SHURA demands China to protect rights of indegenous Uighur Muslims

SHURA registers its shock and concern on the recent riot in the Xinjiang Province of West China involving an ethnic clash between the Han Chinese and the Uighur community killing more than 150 people.

The Uighur who are majority Muslims has been the indigenous community of the East Turkestan province and they have for a long while being mistreated by the Beijing regime since China’s occupation of the once independent state in 1949.

The recent clash is a result of the failure of the Chinese authorities to recognise the rights of the Uighur community , by bringing in the Han Chinese to the Xinjiang province creating an uneasy and strain relationship between the communities.

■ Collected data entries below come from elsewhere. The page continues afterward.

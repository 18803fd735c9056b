//! Benchmarking setup for pallet-fitness-data
#![cfg(feature = "runtime-benchmarks")]
use super::*;

#[allow(unused)]
use crate::Pallet as FitnessData;
use frame_benchmarking::v2::*;
use frame_system::RawOrigin;
use sp_core::U256;
use sp_std::vec;

#[benchmarks]
mod benchmarks {
	use super::*;

	#[benchmark]
	fn set_fitness_data(n: Linear<0, 256>) -> Result<(), BenchmarkError> {
		let caller: T::AccountId = whitelisted_caller();

		// Existing record so the benchmark covers the overwrite path.
		FitnessRecords::<T>::insert(&caller, FitnessRecord { total_workouts: 1, ..Default::default() });

		let name = vec![b'a'; n as usize];

		#[extrinsic_call]
		set_fitness_data(
			RawOrigin::Signed(caller.clone()),
			U256::from(8500u32),
			U256::from(5200u32),
			U256::from(450u32),
			U256::from(60u32),
			U256::from(140u32),
			name.clone(),
		);

		let record = FitnessRecords::<T>::get(&caller).ok_or(BenchmarkError::Stop("record missing"))?;
		assert_eq!(record.total_workouts, 2);
		assert_eq!(record.name, name);
		Ok(())
	}

	impl_benchmark_test_suite!(FitnessData, crate::mock::new_test_ext(), crate::mock::Test);
}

SHURA deplores the inability of the security forces to maintain peace and order and allow the situation to descend into violence of a bloody scale .

As quoted in an article by an historian , Michaiel Dillon “The violence in Xinjiang has not occurred completely out of the blue. Despite economic development, life for some Uighurs is said to be harder .Its root cause is ethnic tension between the Turkic Muslim Uighurs and the Han Chinese. It can be traced back for decades, and even to the conquest of what is now called Xinjiang by the Manchu Qing dynasty in the 18th Century. “

The Uighur Muslim has been under oppression for many years by the Communist regime who has denied the Muslim community to freely exercise their religious practises.

The recent clash was in fact a time bomb waiting to explode when the Uighur community has been cornered to survive under the bias treatment given to the Han Chinese who were brought into the province.

We demand that China grants the Uighur their liberty to practice the Islamic teachings and to treat them with fairness and with equal social and economic opportunities as given to the immigrants of Han Chinese.

The Chinese regime must take note that The Uighur people has been suffering through unjust treatment by the authorities. They have experienced harsher treatment based on religious restriction as compared with other religions.

In the 1940s there was an independent Eastern Turkestan Republic in part of Xinjiang, and many Uighurs feel that this is their birthright.

Instead, they became part of the People’s Republic of China in 1949, and Xinjiang was declared one of China’s autonomous regions, in deference to the fact that the majority of the population at the time was Uighur.

This autonomy is not genuine, and – although Xinjiang today has a Uighur governor – the person who wields real power is the regional secretary general of the Chinese Communist Party, Wang Lequan, who is a Han Chinese.

SHURA calls on the Chinese to exercise social and economic justice for the Uighur Muslim community and to refrain from curtailing their religious rights to practice Islam.